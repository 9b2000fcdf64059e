// Keyboard-to-controller mapping
//
// Translates winit key events into pad-1 button state. The binding
// follows the usual emulator convention: Z/X for B/A, Space for Select,
// Enter for Start, arrows for the D-pad.

use winit::keyboard::{KeyCode, PhysicalKey};

use super::Controller;

/// Key binding for one controller
#[derive(Debug, Clone, Copy)]
pub struct KeyboardMapping {
    pub a: KeyCode,
    pub b: KeyCode,
    pub select: KeyCode,
    pub start: KeyCode,
    pub up: KeyCode,
    pub down: KeyCode,
    pub left: KeyCode,
    pub right: KeyCode,
}

impl Default for KeyboardMapping {
    fn default() -> Self {
        KeyboardMapping {
            a: KeyCode::KeyX,
            b: KeyCode::KeyZ,
            select: KeyCode::Space,
            start: KeyCode::Enter,
            up: KeyCode::ArrowUp,
            down: KeyCode::ArrowDown,
            left: KeyCode::ArrowLeft,
            right: KeyCode::ArrowRight,
        }
    }
}

impl KeyboardMapping {
    /// Apply a key transition to the pad. Returns true when the key was
    /// one of ours.
    pub fn apply(&self, physical_key: PhysicalKey, pressed: bool, pad: &mut Controller) -> bool {
        let PhysicalKey::Code(code) = physical_key else {
            return false;
        };

        match code {
            c if c == self.a => pad.a = pressed,
            c if c == self.b => pad.b = pressed,
            c if c == self.select => pad.select = pressed,
            c if c == self.start => pad.start = pressed,
            c if c == self.up => pad.up = pressed,
            c if c == self.down => pad.down = pressed,
            c if c == self.left => pad.left = pressed,
            c if c == self.right => pad.right = pressed,
            _ => return false,
        }

        true
    }
}

#[cfg(test)]
mod tests {
    use super::*;

    #[test]
    fn test_default_binding_applies() {
        let mapping = KeyboardMapping::default();
        let mut pad = Controller::new();

        assert!(mapping.apply(PhysicalKey::Code(KeyCode::KeyX), true, &mut pad));
        assert!(pad.a);

        assert!(mapping.apply(PhysicalKey::Code(KeyCode::ArrowLeft), true, &mut pad));
        assert!(pad.left);

        assert!(mapping.apply(PhysicalKey::Code(KeyCode::KeyX), false, &mut pad));
        assert!(!pad.a);
    }

    #[test]
    fn test_unbound_keys_are_ignored() {
        let mapping = KeyboardMapping::default();
        let mut pad = Controller::new();

        assert!(!mapping.apply(PhysicalKey::Code(KeyCode::KeyQ), true, &mut pad));
        assert_eq!(pad, Controller::new());
    }
}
..............................
The task — What you return must match the listing above exactly, with every line included.

Output for this task —
repository 9b2000fcdf64059e
// Keyboard-to-controller mapping
//
// Translates winit key events into pad-1 button state. The binding
// follows the usual emulator convention: Z/X for B/A, Space for Select,
// Enter for Start, arrows for the D-pad.

use winit::keyboard::{KeyCode, PhysicalKey};

use super::Controller;

/// Key binding for one controller
#[derive(Debug, Clone, Copy)]
pub struct KeyboardMapping {
    pub a: KeyCode,
    pub b: KeyCode,
    pub select: KeyCode,
    pub start: KeyCode,
    pub up: KeyCode,
    pub down: KeyCode,
    pub left: KeyCode,
    pub right: KeyCode,
}

impl Default for KeyboardMapping {
    fn default() -> Self {
        KeyboardMapping {
            a: KeyCode::KeyX,
            b: KeyCode::KeyZ,
            select: KeyCode::Space,
            start: KeyCode::Enter,
            up: KeyCode::ArrowUp,
            down: KeyCode::ArrowDown,
            left: KeyCode::ArrowLeft,
            right: KeyCode::ArrowRight,
        }
    }
}

impl KeyboardMapping {
    /// Apply a key transition to the pad. Returns true when the key was
    /// one of ours.
    pub fn apply(&self, physical_key: PhysicalKey, pressed: bool, pad: &mut Controller) -> bool {
        let PhysicalKey::Code(code) = physical_key else {
            return false;
        };

        match code {
            c if c == self.a => pad.a = pressed,
            c if c == self.b => pad.b = pressed,
            c if c == self.select => pad.select = pressed,
            c if c == self.start => pad.start = pressed,
            c if c == self.up => pad.up = pressed,
            c if c == self.down => pad.down = pressed,
            c if c == self.left => pad.left = pressed,
            c if c == self.right => pad.right = pressed,
            _ => return false,
        }

        true
    }
}

#[cfg(test)]
mod tests {
    use super::*;

    #[test]
    fn test_default_binding_applies() {
        let mapping = KeyboardMapping::default();
        let mut pad = Controller::new();

        assert!(mapping.apply(PhysicalKey::Code(KeyCode::KeyX), true, &mut pad));
        assert!(pad.a);

        assert!(mapping.apply(PhysicalKey::Code(KeyCode::ArrowLeft), true, &mut pad));
        assert!(pad.left);

        assert!(mapping.apply(PhysicalKey::Code(KeyCode::KeyX), false, &mut pad));
        assert!(!pad.a);
    }

    #[test]
    fn test_unbound_keys_are_ignored() {
        let mapping = KeyboardMapping::default();
        let mut pad = Controller::new();

        assert!(!mapping.apply(PhysicalKey::Code(KeyCode::KeyQ), true, &mut pad));
        assert_eq!(pad, Controller::new());
    }
}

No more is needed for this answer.